▸ **Problem to work on**:
Within the records that follow, find every line containing the string "Debug". Copy those lines.

===

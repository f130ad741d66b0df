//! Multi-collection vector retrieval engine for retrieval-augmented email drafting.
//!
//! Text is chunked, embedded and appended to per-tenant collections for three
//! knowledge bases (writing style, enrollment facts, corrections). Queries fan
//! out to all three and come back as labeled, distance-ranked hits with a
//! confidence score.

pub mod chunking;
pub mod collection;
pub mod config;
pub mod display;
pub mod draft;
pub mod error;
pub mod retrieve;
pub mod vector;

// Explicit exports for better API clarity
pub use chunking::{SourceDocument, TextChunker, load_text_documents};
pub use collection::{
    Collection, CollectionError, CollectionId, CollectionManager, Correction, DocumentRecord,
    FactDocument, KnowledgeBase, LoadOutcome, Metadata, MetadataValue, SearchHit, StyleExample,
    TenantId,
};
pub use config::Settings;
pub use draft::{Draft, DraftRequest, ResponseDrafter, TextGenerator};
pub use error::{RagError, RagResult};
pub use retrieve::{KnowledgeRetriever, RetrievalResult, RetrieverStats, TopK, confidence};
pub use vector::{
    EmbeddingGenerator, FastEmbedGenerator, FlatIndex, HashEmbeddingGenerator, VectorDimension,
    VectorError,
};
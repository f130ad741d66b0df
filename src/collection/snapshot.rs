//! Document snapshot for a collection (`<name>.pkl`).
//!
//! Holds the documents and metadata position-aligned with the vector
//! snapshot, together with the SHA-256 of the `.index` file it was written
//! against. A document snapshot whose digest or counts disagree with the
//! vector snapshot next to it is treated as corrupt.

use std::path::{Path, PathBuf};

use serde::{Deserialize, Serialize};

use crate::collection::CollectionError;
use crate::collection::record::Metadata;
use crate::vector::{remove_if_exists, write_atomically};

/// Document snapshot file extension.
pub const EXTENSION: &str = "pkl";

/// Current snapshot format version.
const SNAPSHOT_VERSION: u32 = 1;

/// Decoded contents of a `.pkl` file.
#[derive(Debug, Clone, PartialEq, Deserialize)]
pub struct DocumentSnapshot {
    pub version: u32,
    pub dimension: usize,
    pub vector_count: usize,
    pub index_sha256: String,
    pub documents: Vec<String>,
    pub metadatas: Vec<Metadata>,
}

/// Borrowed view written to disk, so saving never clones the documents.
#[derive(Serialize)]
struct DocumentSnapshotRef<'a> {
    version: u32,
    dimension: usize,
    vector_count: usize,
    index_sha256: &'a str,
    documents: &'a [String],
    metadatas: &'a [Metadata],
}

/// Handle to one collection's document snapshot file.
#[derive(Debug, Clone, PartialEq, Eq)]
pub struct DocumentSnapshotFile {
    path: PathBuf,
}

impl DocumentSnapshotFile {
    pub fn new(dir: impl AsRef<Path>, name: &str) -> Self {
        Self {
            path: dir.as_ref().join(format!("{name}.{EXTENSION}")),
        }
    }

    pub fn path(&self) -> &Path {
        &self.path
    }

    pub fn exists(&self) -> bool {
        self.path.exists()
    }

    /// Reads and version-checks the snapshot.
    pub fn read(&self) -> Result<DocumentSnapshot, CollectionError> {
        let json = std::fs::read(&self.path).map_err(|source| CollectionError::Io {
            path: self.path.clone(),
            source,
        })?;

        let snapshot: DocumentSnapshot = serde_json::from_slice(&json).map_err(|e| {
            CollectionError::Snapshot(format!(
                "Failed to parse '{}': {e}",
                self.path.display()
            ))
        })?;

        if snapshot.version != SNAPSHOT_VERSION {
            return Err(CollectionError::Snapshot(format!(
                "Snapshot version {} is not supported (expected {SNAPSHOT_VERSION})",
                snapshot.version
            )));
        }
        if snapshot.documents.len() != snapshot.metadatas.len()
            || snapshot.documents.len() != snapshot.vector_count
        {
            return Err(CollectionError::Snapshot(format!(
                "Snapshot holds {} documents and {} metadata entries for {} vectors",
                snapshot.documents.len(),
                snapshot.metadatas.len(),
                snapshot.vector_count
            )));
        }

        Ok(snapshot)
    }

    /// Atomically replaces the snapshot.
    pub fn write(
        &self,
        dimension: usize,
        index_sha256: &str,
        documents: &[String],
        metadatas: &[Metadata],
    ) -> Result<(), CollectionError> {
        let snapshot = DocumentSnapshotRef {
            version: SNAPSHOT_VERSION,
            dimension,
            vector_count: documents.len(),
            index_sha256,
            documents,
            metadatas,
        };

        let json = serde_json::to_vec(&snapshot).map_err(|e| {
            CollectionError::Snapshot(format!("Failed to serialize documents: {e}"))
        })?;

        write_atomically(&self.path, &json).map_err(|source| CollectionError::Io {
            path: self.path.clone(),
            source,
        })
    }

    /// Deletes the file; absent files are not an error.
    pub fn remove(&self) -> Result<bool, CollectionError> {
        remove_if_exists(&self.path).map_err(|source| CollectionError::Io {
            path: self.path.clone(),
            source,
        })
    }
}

===

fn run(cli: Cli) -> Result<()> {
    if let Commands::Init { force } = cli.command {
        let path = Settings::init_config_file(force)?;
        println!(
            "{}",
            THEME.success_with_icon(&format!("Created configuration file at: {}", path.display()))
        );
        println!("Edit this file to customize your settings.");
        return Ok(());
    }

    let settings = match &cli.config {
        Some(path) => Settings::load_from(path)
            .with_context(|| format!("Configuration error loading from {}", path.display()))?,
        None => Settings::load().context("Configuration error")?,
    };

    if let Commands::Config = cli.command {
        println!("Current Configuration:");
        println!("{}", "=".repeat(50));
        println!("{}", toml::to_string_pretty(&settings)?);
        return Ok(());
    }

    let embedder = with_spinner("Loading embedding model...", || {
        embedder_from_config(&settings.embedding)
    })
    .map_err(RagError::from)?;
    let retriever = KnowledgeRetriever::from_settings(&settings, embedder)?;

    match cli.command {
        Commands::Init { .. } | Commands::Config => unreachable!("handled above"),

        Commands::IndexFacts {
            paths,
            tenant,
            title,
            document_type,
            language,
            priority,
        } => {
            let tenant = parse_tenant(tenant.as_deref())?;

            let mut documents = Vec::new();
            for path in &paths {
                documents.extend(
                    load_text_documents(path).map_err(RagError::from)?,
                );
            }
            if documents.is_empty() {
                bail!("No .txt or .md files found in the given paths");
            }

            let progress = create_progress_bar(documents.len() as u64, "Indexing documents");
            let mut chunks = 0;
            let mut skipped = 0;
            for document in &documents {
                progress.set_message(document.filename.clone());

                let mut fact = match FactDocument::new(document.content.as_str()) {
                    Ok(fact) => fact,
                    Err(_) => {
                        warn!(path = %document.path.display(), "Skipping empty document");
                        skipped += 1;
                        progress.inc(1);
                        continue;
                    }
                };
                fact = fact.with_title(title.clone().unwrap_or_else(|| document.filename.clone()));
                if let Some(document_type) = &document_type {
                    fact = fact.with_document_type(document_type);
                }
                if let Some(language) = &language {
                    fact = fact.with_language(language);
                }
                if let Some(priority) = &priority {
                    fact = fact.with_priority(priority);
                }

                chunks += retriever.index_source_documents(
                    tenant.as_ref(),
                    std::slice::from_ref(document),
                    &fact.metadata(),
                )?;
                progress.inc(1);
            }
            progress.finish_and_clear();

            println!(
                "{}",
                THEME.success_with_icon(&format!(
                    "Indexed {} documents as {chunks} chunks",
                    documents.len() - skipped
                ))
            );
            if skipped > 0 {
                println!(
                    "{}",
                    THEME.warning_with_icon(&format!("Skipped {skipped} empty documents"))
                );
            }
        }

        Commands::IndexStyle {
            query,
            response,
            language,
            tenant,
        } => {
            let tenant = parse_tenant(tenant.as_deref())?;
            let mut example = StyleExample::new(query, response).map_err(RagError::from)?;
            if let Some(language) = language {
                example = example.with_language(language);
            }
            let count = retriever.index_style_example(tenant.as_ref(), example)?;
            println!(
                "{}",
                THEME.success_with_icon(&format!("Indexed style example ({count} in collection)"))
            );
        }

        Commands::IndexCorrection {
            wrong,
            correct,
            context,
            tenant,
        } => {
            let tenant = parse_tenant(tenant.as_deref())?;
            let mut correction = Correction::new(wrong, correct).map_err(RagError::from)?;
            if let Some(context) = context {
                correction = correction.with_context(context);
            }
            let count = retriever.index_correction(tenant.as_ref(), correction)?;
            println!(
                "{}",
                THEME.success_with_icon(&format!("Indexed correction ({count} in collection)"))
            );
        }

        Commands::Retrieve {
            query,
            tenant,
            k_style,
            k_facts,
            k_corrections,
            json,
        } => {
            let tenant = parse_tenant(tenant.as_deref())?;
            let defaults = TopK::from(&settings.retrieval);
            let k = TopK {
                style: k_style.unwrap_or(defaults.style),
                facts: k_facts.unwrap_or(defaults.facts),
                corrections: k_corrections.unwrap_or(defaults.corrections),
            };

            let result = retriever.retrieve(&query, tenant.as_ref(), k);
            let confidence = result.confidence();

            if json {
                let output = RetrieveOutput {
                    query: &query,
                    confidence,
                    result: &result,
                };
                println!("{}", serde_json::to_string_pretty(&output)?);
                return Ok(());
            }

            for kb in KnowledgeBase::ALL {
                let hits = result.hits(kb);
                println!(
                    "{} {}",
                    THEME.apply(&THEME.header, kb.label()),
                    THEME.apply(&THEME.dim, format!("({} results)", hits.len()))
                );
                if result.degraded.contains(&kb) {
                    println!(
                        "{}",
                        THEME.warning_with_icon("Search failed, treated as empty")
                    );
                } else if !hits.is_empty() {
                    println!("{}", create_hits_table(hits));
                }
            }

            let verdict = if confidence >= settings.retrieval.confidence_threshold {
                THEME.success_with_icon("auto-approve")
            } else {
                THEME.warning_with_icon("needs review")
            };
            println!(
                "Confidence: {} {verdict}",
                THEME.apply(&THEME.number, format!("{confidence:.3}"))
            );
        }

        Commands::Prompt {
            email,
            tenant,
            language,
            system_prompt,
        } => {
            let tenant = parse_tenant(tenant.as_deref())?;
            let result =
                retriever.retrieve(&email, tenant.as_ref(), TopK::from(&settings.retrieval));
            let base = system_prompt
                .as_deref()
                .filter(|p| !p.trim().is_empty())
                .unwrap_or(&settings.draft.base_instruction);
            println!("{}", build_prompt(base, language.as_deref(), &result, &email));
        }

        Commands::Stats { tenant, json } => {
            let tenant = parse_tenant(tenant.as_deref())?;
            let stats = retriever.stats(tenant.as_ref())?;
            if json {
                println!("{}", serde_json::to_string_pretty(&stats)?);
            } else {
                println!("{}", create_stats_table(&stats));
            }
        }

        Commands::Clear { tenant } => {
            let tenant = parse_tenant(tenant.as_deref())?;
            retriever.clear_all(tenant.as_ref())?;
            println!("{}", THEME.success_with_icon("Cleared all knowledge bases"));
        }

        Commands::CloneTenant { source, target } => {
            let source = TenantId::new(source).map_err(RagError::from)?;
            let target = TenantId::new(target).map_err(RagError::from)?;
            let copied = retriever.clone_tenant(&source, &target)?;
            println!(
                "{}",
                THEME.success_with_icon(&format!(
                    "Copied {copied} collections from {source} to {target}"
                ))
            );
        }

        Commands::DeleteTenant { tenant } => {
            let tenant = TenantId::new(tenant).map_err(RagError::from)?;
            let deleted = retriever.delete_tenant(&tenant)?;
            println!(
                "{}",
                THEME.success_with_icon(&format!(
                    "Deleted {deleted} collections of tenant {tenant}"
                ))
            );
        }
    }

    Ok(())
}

===

▸ **Answer section**:
#[derive(Debug, Clone, PartialEq, Deserialize)]
#[derive(Debug, Clone, PartialEq, Eq)]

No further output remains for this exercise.